Copy the data exactly, line for line.

Data for review section start

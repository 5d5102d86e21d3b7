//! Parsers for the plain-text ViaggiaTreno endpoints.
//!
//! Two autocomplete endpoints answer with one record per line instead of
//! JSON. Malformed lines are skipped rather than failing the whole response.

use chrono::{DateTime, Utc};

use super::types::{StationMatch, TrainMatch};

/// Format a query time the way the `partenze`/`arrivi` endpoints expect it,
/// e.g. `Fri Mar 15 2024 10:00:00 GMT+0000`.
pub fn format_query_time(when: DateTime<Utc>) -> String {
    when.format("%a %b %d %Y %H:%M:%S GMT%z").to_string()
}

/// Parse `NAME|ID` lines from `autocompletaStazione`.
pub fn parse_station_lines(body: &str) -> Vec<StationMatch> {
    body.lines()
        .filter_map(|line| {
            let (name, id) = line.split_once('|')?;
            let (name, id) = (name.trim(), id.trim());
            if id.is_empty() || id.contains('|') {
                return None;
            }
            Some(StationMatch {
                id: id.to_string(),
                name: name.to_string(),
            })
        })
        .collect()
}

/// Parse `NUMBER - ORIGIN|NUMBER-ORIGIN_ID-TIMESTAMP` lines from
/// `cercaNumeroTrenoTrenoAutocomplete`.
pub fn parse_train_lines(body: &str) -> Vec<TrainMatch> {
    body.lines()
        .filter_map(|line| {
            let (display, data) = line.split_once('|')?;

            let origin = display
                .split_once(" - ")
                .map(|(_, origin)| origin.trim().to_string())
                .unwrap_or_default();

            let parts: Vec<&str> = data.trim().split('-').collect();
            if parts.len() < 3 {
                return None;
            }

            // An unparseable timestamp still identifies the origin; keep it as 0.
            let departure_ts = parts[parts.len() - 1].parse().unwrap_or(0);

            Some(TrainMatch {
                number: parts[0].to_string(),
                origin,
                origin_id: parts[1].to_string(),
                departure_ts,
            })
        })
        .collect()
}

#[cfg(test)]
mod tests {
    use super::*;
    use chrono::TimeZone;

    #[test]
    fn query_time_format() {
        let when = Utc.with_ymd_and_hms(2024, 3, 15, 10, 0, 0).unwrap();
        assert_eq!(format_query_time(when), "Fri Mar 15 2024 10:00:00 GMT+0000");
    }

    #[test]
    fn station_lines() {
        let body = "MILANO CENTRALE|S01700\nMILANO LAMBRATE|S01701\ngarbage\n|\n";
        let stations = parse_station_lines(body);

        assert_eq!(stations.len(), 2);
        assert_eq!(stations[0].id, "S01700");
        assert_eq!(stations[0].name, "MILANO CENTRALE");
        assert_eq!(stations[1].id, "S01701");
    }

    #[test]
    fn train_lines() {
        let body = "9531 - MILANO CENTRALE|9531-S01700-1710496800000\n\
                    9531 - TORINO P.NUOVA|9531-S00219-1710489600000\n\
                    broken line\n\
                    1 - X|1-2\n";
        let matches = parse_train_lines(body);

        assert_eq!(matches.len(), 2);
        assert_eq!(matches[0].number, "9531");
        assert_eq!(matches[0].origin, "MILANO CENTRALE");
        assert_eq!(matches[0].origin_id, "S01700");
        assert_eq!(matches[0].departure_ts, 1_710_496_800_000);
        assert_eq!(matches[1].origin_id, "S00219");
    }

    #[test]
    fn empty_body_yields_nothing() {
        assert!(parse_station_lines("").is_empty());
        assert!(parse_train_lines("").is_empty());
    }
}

Data for review section end

◆ **Solution**
repository 5d5102d86e21d3b7
//! Parsers for the plain-text ViaggiaTreno endpoints.
//!
//! Two autocomplete endpoints answer with one record per line instead of
//! JSON. Malformed lines are skipped rather than failing the whole response.

use chrono::{DateTime, Utc};

use super::types::{StationMatch, TrainMatch};

/// Format a query time the way the `partenze`/`arrivi` endpoints expect it,
/// e.g. `Fri Mar 15 2024 10:00:00 GMT+0000`.
pub fn format_query_time(when: DateTime<Utc>) -> String {
    when.format("%a %b %d %Y %H:%M:%S GMT%z").to_string()
}

/// Parse `NAME|ID` lines from `autocompletaStazione`.
pub fn parse_station_lines(body: &str) -> Vec<StationMatch> {
    body.lines()
        .filter_map(|line| {
            let (name, id) = line.split_once('|')?;
            let (name, id) = (name.trim(), id.trim());
            if id.is_empty() || id.contains('|') {
                return None;
            }
            Some(StationMatch {
                id: id.to_string(),
                name: name.to_string(),
            })
        })
        .collect()
}

/// Parse `NUMBER - ORIGIN|NUMBER-ORIGIN_ID-TIMESTAMP` lines from
/// `cercaNumeroTrenoTrenoAutocomplete`.
pub fn parse_train_lines(body: &str) -> Vec<TrainMatch> {
    body.lines()
        .filter_map(|line| {
            let (display, data) = line.split_once('|')?;

            let origin = display
                .split_once(" - ")
                .map(|(_, origin)| origin.trim().to_string())
                .unwrap_or_default();

            let parts: Vec<&str> = data.trim().split('-').collect();
            if parts.len() < 3 {
                return None;
            }

            // An unparseable timestamp still identifies the origin; keep it as 0.
            let departure_ts = parts[parts.len() - 1].parse().unwrap_or(0);

            Some(TrainMatch {
                number: parts[0].to_string(),
                origin,
                origin_id: parts[1].to_string(),
                departure_ts,
            })
        })
        .collect()
}

#[cfg(test)]
mod tests {
    use super::*;
    use chrono::TimeZone;

    #[test]
    fn query_time_format() {
        let when = Utc.with_ymd_and_hms(2024, 3, 15, 10, 0, 0).unwrap();
        assert_eq!(format_query_time(when), "Fri Mar 15 2024 10:00:00 GMT+0000");
    }

    #[test]
    fn station_lines() {
        let body = "MILANO CENTRALE|S01700\nMILANO LAMBRATE|S01701\ngarbage\n|\n";
        let stations = parse_station_lines(body);

        assert_eq!(stations.len(), 2);
        assert_eq!(stations[0].id, "S01700");
        assert_eq!(stations[0].name, "MILANO CENTRALE");
        assert_eq!(stations[1].id, "S01701");
    }

    #[test]
    fn train_lines() {
        let body = "9531 - MILANO CENTRALE|9531-S01700-1710496800000\n\
                    9531 - TORINO P.NUOVA|9531-S00219-1710489600000\n\
                    broken line\n\
                    1 - X|1-2\n";
        let matches = parse_train_lines(body);

        assert_eq!(matches.len(), 2);
        assert_eq!(matches[0].number, "9531");
        assert_eq!(matches[0].origin, "MILANO CENTRALE");
        assert_eq!(matches[0].origin_id, "S01700");
        assert_eq!(matches[0].departure_ts, 1_710_496_800_000);
        assert_eq!(matches[1].origin_id, "S00219");
    }

    #[test]
    fn empty_body_yields_nothing() {
        assert!(parse_station_lines("").is_empty());
        assert!(parse_train_lines("").is_empty());
    }
}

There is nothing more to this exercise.